Johns Hopkins researchers have won a $5 million-plus
federal grant to determine exactly how urban industrial
sites become contaminated, and to find better ways to clean
them up. The new
Center
for Hazardous Substances in Urban
Environments, a joint five-year project involving
researchers from Hopkins, the University of Maryland,
University of Connecticut, and other institutions, will
study an array of environmental threats to city dwellers,
including air pollution, contaminated groundwater, and toxic
chemicals generated by landfills, incinerators, and
Superfund sites.
The center, directed by Edward Bouwer, professor in the
Hopkins Department of Geography and
Environmental Engineering, also will focus on community
outreach,
including technical and scientific assistance to residents
hoping to clean up and redevelop abandoned properties known
as "brownfields."
Water Aplenty on Ancient Mars
Planetary researchers have reported new evidence that Mars,
the dusty red planet, was once likely covered with oceans
vast and deep.
Paul Feldman, Hopkins professor of
physics and
astronomy, and Vladimir Krasnopolsky of Catholic
University
analyzed data gathered by the orbiting
Far Ultraviolet
Spectroscopic Explorer (FUSE), which is operated by
Hopkins
for NASA. FUSE measured the abundance of molecular hydrogen,
a remnant of primordial water on Mars. The researchers then
compared those readings to Mars data collected earlier using
the Hubble Space
Telescope and to measurements of frozen
water currently present on Mars.
"We calculate that if the initial quantity of water on
Mars could have been evenly distributed across the planet
somehow, it would have been equivalent to a global Martian
ocean at least three-quarters of a mile deep," says
Krasnopolsky.
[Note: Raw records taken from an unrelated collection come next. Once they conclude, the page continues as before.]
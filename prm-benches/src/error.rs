//! Benchmark setup error type.
//!
//! Lets setup helpers propagate failures with `?` instead of panicking
//! inside Criterion closures.

use prm_core::{CollaboratorError, PrmError};

/// Errors that may occur during benchmark setup.
#[derive(Debug, thiserror::Error)]
pub enum BenchSetupError {
    /// Planner construction or a planner operation failed.
    #[error("planner operation failed: {0}")]
    Prm(#[from] PrmError),
    /// A reference collaborator rejected its configuration.
    #[error("collaborator setup failed: {0}")]
    Collaborator(#[from] CollaboratorError),
    /// The world could not place the requested obstacles.
    #[error("could not place {requested} discs of radius {radius} with free corners")]
    Crowded {
        /// Number of discs requested.
        requested: usize,
        /// Radius of every disc.
        radius: f64,
    },
}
The scientists report their findings in the
November 30, 2001, issue of Science.
Their findings that Mars's upper atmosphere contains
molecular hydrogen, or H2, confirms earlier theories about
the planet's water history. Over the past few billion years,
it is believed, Mars's atmosphere has been thinning and the
planet losing water because of a variety of factors,
including bombardment from asteroids and comets. Through
their research, Krasnopolsky and Feldman were able to derive
how much Martian water has been lost to space and then
estimate the amount of water on Mars shortly after its
formation.
Mars is not officially a dry planet, even today. The
planet's polar ice caps have been measured by NASA's Mars
Global Surveyor probe, and orbiting spacecraft recently have
taken photos that seem to show erosion furrows created by
the flow of water. Whether such indications of water
translate into life remains a Martian mystery, for now.